Short Story: Ittefaq (Coincidence)

He had been carrying it around for the last three years. He had given up all hopes of meeting her. Ever again.

The alley was dark and the fragrance of small town summer rain was hanging in the air. It was a melancholic mix of a green life and urban aspirations, as the smell of burning gasoline mixed with the freshness of wet tropical soil and the sweet smelling leaves of a eucalyptus tree. As he turned into the alley, he was still not sure if this was the alley he was looking for. Looking for Apartment number 215 in a street where houses are not necessarily numbered in a sequential manner or properly (or both) on a day like this was not going to be easy. The thing he knew, though, was that he could not afford to be late. He hadn’t been successful in keeping a single job for the last 3 years. All because he could not be on time. All because he always had a lead that he wanted to check on.
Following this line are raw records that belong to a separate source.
// ============================================================================
// Health & Metrics Routes
// ============================================================================

use axum::{extract::State, http::StatusCode, response::IntoResponse, Json};
use std::sync::Arc;

use crate::context::AppContext;
use crate::metrics;

pub async fn health_check(State(ctx): State<Arc<AppContext>>) -> impl IntoResponse {
    let db_ok = sqlx::query("SELECT 1")
        .execute(&*ctx.db_pool)
        .await
        .is_ok();

    let status = if db_ok { "ok" } else { "degraded" };
    let code = if db_ok {
        StatusCode::OK
    } else {
        StatusCode::SERVICE_UNAVAILABLE
    };

    (
        code,
        Json(serde_json::json!({
            "status": status,
            "service": "zerowaste-connect",
            "database": if db_ok { "up" } else { "down" },
            "timestamp": chrono::Utc::now().to_rfc3339(),
        })),
    )
}

pub async fn metrics_handler() -> impl IntoResponse {
    match metrics::gather_metrics() {
        Ok(body) => (StatusCode::OK, body),
        Err(e) => {
            tracing::error!(error = %e, "Failed to gather metrics");
            (
                StatusCode::INTERNAL_SERVER_ERROR,
                "failed to gather metrics".to_string(),
            )
        }
    }
}
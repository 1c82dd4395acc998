#[tokio::main]
async fn main() -> anyhow::Result<()> {
    zerowaste_connect::run().await
}
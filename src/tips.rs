// ============================================================================
// Generative Tip Service Client
// ============================================================================
//
// Stateless request/response client for the hosted model that turns a food
// item name into a food-safety and sustainability tip. No retries: a
// failure surfaces to the user, who may re-invoke the action.
//
// ============================================================================

use anyhow::{Context, Result};
use serde::{Deserialize, Serialize};
use std::time::Duration;

use crate::config::TipServiceConfig;
use crate::error::{AppError, AppResult};

#[derive(Debug, Serialize)]
#[serde(rename_all = "camelCase")]
struct TipRequest<'a> {
    food_item: &'a str,
}

#[derive(Debug, Deserialize)]
struct TipResponse {
    tip: String,
}

pub struct TipClient {
    http: reqwest::Client,
    endpoint: String,
    api_key: Option<String>,
}

impl TipClient {
    pub fn new(config: &TipServiceConfig) -> Result<Self> {
        let http = reqwest::Client::builder()
            .timeout(Duration::from_secs(config.timeout_secs))
            .build()
            .context("Failed to build tip service HTTP client")?;

        Ok(Self {
            http,
            endpoint: config.endpoint.clone(),
            api_key: config.api_key.clone(),
        })
    }

    /// Generate a tip for `food_item`.
    pub async fn generate(&self, food_item: &str) -> AppResult<String> {
        if self.endpoint.is_empty() {
            return Err(AppError::TipService(
                "Tip generation is not configured".to_string(),
            ));
        }

        let mut request = self
            .http
            .post(&self.endpoint)
            .json(&TipRequest { food_item });
        if let Some(key) = &self.api_key {
            request = request.bearer_auth(key);
        }

        let response = request.send().await?.error_for_status()?;
        let body: TipResponse = response.json().await?;

        if body.tip.trim().is_empty() {
            return Err(AppError::TipService(
                "The model returned an empty tip".to_string(),
            ));
        }
        Ok(body.tip)
    }
}

#[cfg(test)]
mod tests {
    use super::*;

    #[tokio::test]
    async fn unconfigured_endpoint_fails_fast() {
        let client = TipClient::new(&TipServiceConfig {
            endpoint: String::new(),
            api_key: None,
            timeout_secs: 5,
        })
        .unwrap();

        let err = client.generate("Bread").await.unwrap_err();
        assert!(matches!(err, AppError::TipService(_)));
    }

    #[test]
    fn client_builds_with_configured_timeout() {
        assert!(TipClient::new(&TipServiceConfig {
            endpoint: "http://localhost:9999/tips".to_string(),
            api_key: Some("key".to_string()),
            timeout_secs: 20,
        })
        .is_ok());
    }
}
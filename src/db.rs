use anyhow::Result;
use sqlx::postgres::PgPoolOptions;
use sqlx::{Pool, Postgres};
use std::time::Duration;

use crate::config::DbConfig;

pub type DbPool = Pool<Postgres>;

pub async fn create_pool(database_url: &str, db: &DbConfig) -> Result<DbPool> {
    let pool = PgPoolOptions::new()
        .max_connections(db.max_connections)
        .acquire_timeout(Duration::from_secs(db.acquire_timeout_secs))
        .connect(database_url)
        .await?;
    Ok(pool)
}
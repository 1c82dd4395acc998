// ============================================================================
// Account Routes
// ============================================================================
//
// - GET /account: fetch the caller's profile
// - PATCH /account: update display name
// - PUT /account/photo: upload a profile photo (raw image body)
// - DELETE /account: delete the account after password re-authentication
//
// ============================================================================

use axum::{
    body::Bytes,
    extract::State,
    http::StatusCode,
    response::IntoResponse,
    Json,
};
use serde::Deserialize;
use std::sync::Arc;

use crate::config::MAX_PHOTO_SIZE;
use crate::context::AppContext;
use crate::error::AppError;
use crate::routes::extractors::CurrentUser;
use crate::storage::ObjectStorage;
use crate::users;

#[derive(Debug, Deserialize)]
pub struct UpdateAccountRequest {
    pub name: String,
}

#[derive(Debug, Deserialize)]
pub struct DeleteAccountRequest {
    pub password: String,
}

pub async fn get_account(CurrentUser(user): CurrentUser) -> impl IntoResponse {
    Json(user)
}

pub async fn update_account(
    State(ctx): State<Arc<AppContext>>,
    CurrentUser(user): CurrentUser,
    Json(req): Json<UpdateAccountRequest>,
) -> Result<impl IntoResponse, AppError> {
    let name = req.name.trim();
    if name.is_empty() {
        return Err(AppError::validation("Name cannot be empty"));
    }

    let updated = users::update_user_name(&ctx.db_pool, &user.id, name).await?;
    Ok(Json(updated))
}

pub async fn upload_photo(
    State(ctx): State<Arc<AppContext>>,
    CurrentUser(user): CurrentUser,
    body: Bytes,
) -> Result<impl IntoResponse, AppError> {
    if body.is_empty() {
        return Err(AppError::validation("Photo body is empty"));
    }
    if body.len() > MAX_PHOTO_SIZE {
        return Err(AppError::validation(format!(
            "Photo exceeds the maximum size of {} bytes",
            MAX_PHOTO_SIZE
        )));
    }

    let path = ObjectStorage::profile_photo_path(&user.id);
    let url = ctx.storage.put(&path, &body).await?;
    let updated = users::update_user_photo_url(&ctx.db_pool, &user.id, &url).await?;

    tracing::info!(user_id = %user.id, bytes = body.len(), "Profile photo updated");

    Ok(Json(updated))
}

pub async fn delete_account(
    State(ctx): State<Arc<AppContext>>,
    CurrentUser(user): CurrentUser,
    Json(req): Json<DeleteAccountRequest>,
) -> Result<impl IntoResponse, AppError> {
    // Destructive operation; require the password again even with a valid
    // token.
    if !users::verify_password(&user, &req.password)? {
        return Err(AppError::auth("Password is incorrect"));
    }

    users::delete_user(&ctx.db_pool, &user.id).await?;

    // Best effort; a stale photo on disk is harmless once the row is gone.
    let photo_path = ObjectStorage::profile_photo_path(&user.id);
    if let Err(e) = ctx.storage.delete(&photo_path).await {
        tracing::warn!(user_id = %user.id, error = %e, "Failed to remove profile photo");
    }

    tracing::info!(user_id = %user.id, "Account deleted");

    Ok(StatusCode::NO_CONTENT)
}
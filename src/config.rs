use anyhow::Result;
use std::path::PathBuf;

// ============================================================================
// Configuration Constants
// ============================================================================

const DEFAULT_PORT: u16 = 8080;

const DEFAULT_ACCESS_TOKEN_TTL_HOURS: i64 = 24;
const DEFAULT_RESET_TOKEN_TTL_HOURS: i64 = 2;

const DEFAULT_STORAGE_DIR: &str = "./storage";
const DEFAULT_PUBLIC_BASE_URL: &str = "http://localhost:8080";

// Upload limits (in bytes)
pub const MAX_REQUEST_BODY_SIZE: usize = 2 * 1024 * 1024; // 2 MB - JSON API requests
pub const MAX_PHOTO_SIZE: usize = 5 * 1024 * 1024; // 5 MB - profile photos

/// Safety cap on unbounded list queries. The product has no pagination
/// contract yet; this keeps a runaway collection from flooding a response.
pub const MAX_LIST_ROWS: i64 = 500;

// ============================================================================
// Configuration Structures
// ============================================================================

/// Database connection pool configuration
#[derive(Clone, Debug)]
pub struct DbConfig {
    /// Maximum number of connections in the pool
    pub max_connections: u32,
    /// Timeout for acquiring a connection from the pool (seconds)
    pub acquire_timeout_secs: u64,
}

/// Generative tip service configuration
#[derive(Clone, Debug)]
pub struct TipServiceConfig {
    /// Endpoint of the hosted model that turns a food item into a tip.
    /// Empty string disables the feature (requests get a 502).
    pub endpoint: String,
    /// Optional bearer token for the hosted model
    pub api_key: Option<String>,
    /// Request timeout (seconds)
    pub timeout_secs: u64,
}

#[derive(Clone, Debug)]
pub struct Config {
    pub database_url: String,
    pub port: u16,
    /// Symmetric secret for HS256 access tokens
    pub jwt_secret: String,
    pub jwt_issuer: String,
    pub access_token_ttl_hours: i64,
    pub reset_token_ttl_hours: i64,
    /// Root directory of the local object store (listing photos, avatars)
    pub storage_dir: PathBuf,
    /// Base URL under which stored objects are reachable
    pub public_base_url: String,
    pub rust_log: String,
    pub db: DbConfig,
    pub tips: TipServiceConfig,
}

impl Config {
    pub fn from_env() -> Result<Self> {
        dotenvy::dotenv().ok();

        let jwt_secret = std::env::var("JWT_SECRET")?;
        if jwt_secret.len() < 32 {
            anyhow::bail!(
                "JWT_SECRET must be at least 32 characters long. \
                Generate one with: openssl rand -base64 32"
            );
        }

        Ok(Self {
            database_url: std::env::var("DATABASE_URL")?,
            port: std::env::var("PORT")
                .ok()
                .and_then(|p| p.parse().ok())
                .unwrap_or(DEFAULT_PORT),
            jwt_secret,
            jwt_issuer: std::env::var("JWT_ISSUER")
                .unwrap_or_else(|_| "zerowaste-connect".to_string()),
            access_token_ttl_hours: std::env::var("ACCESS_TOKEN_TTL_HOURS")
                .ok()
                .and_then(|h| h.parse().ok())
                .unwrap_or(DEFAULT_ACCESS_TOKEN_TTL_HOURS),
            reset_token_ttl_hours: std::env::var("RESET_TOKEN_TTL_HOURS")
                .ok()
                .and_then(|h| h.parse().ok())
                .unwrap_or(DEFAULT_RESET_TOKEN_TTL_HOURS),
            storage_dir: std::env::var("STORAGE_DIR")
                .unwrap_or_else(|_| DEFAULT_STORAGE_DIR.to_string())
                .into(),
            public_base_url: std::env::var("PUBLIC_BASE_URL")
                .unwrap_or_else(|_| DEFAULT_PUBLIC_BASE_URL.to_string())
                .trim_end_matches('/')
                .to_string(),
            rust_log: std::env::var("RUST_LOG").unwrap_or_else(|_| "info".to_string()),
            db: DbConfig {
                max_connections: std::env::var("DB_MAX_CONNECTIONS")
                    .ok()
                    .and_then(|n| n.parse().ok())
                    .unwrap_or(5),
                acquire_timeout_secs: std::env::var("DB_ACQUIRE_TIMEOUT_SECS")
                    .ok()
                    .and_then(|n| n.parse().ok())
                    .unwrap_or(10),
            },
            tips: TipServiceConfig {
                endpoint: std::env::var("TIP_SERVICE_URL").unwrap_or_default(),
                api_key: std::env::var("TIP_SERVICE_API_KEY").ok(),
                timeout_secs: std::env::var("TIP_SERVICE_TIMEOUT_SECS")
                    .ok()
                    .and_then(|n| n.parse().ok())
                    .unwrap_or(20),
            },
        })
    }
}
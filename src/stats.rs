// ============================================================================
// Impact Statistics
// ============================================================================

use serde::Serialize;

use crate::db::DbPool;
use crate::error::AppResult;

/// Community-wide totals for the landing page.
#[derive(Debug, Serialize, sqlx::FromRow)]
#[serde(rename_all = "camelCase")]
pub struct ImpactStats {
    pub listings_posted: i64,
    pub listings_claimed: i64,
    pub deliveries_assigned: i64,
    pub registered_volunteers: i64,
}

/// "Claimed" counts only listings a recipient committed to; listings an
/// operator retired as `expired` or `fulfilled` without a claim do not
/// inflate the number.
pub async fn impact_stats(pool: &DbPool) -> AppResult<ImpactStats> {
    let stats = sqlx::query_as::<_, ImpactStats>(
        r#"
        SELECT
            (SELECT COUNT(*) FROM food_listings) AS listings_posted,
            (SELECT COUNT(*) FROM food_listings WHERE status IN
                ('claimed_by_recipient', 'delivery_requested', 'volunteer_assigned')
            ) AS listings_claimed,
            (SELECT COUNT(*) FROM delivery_requests
                WHERE status = 'assigned_to_volunteer') AS deliveries_assigned,
            (SELECT COUNT(*) FROM users WHERE role = 'volunteer') AS registered_volunteers
        "#,
    )
    .fetch_one(pool)
    .await?;

    Ok(stats)
}
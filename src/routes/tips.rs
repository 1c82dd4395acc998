// ============================================================================
// Food Tip Routes
// ============================================================================

use axum::{extract::State, Json};
use serde::{Deserialize, Serialize};
use std::sync::Arc;

use crate::context::AppContext;
use crate::error::AppError;
use crate::metrics::TIPS_GENERATED_TOTAL;
use crate::routes::extractors::CurrentUser;

#[derive(Debug, Deserialize)]
#[serde(rename_all = "camelCase")]
pub struct GenerateTipRequest {
    pub food_item: String,
}

#[derive(Debug, Serialize)]
pub struct GenerateTipResponse {
    pub tip: String,
}

/// Turn a food item name into a short storage-and-handling tip via the
/// hosted model.
pub async fn generate_tip(
    State(ctx): State<Arc<AppContext>>,
    CurrentUser(_user): CurrentUser,
    Json(req): Json<GenerateTipRequest>,
) -> Result<Json<GenerateTipResponse>, AppError> {
    let food_item = req.food_item.trim();
    if food_item.is_empty() {
        return Err(AppError::validation("foodItem is required"));
    }

    let tip = ctx.tips.generate(food_item).await?;
    TIPS_GENERATED_TOTAL.inc();

    Ok(Json(GenerateTipResponse { tip }))
}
He hurried forward. Someone looking at him from a distance would have found him to be suspicious. The way he was looking at the houses. The way he would walk up to a door, and then suddenly turn around and leave. He seemed anxious, desperate, in a hurry, had unkempt looks, wore a ragged overcoat, sported a rude and partially grayed out beard, and his winter boots had long outlived their utility. But then, there was no-one on the street to suspect his motives.

The property on the right side of the road as he took a left turn at the end of the alley caught his attention. The number was 214. But it wasn’t an apartment. It was an independent house, an odd presence in this apartment complex laden street. His Indian-ness got hold of him, and he decided to knock on the door and see if the residents here knew where 215 was. A habit his father had instilled in him. “Why waste time when you can politely ask?”, he would tell him in his gruff and muffled voice, a sound which seemed distant due to his constant paan chewing, beteljuice filled mouth. Good thing, this was largely an Indian locality. Wondering how he had never picked up that habit of his father, while picking up almost every other trait, he walked towards that house.

He wiped his face as he rang the doorbell. He could hear the footsteps coming towards the door. A lady wearing a gray dress and a pink scarf opened the door. She was in her early thirties.
“Excuse me, ma’m….”, he stopped abruptly in the middle of his mentally rehearsed question, just as he looked up to make eye contact with the lady.
A curious expression was on her face as she looked at him. It was a frown mixed with a smile of recognition. He, on the other hand, had a smile.
“What a coincidence, Adi!!”
“Lisa….”
“I just wanted to tell you….”
“I just wanted to tell you…”, they both stumbled on their confessions, but he continued, “that I love you. And I was there that night.”

His hands were inside his overcoat pocket. He took it out. And as he lifted it in his hands, every thought, every dream, every desire of last three years of waiting came rushing onto him. He could barely breathe. He braced himself.

No-one heard the gunshots. The man in the ragged overcoat turned around, and started looking for 215 again. He needed the job now.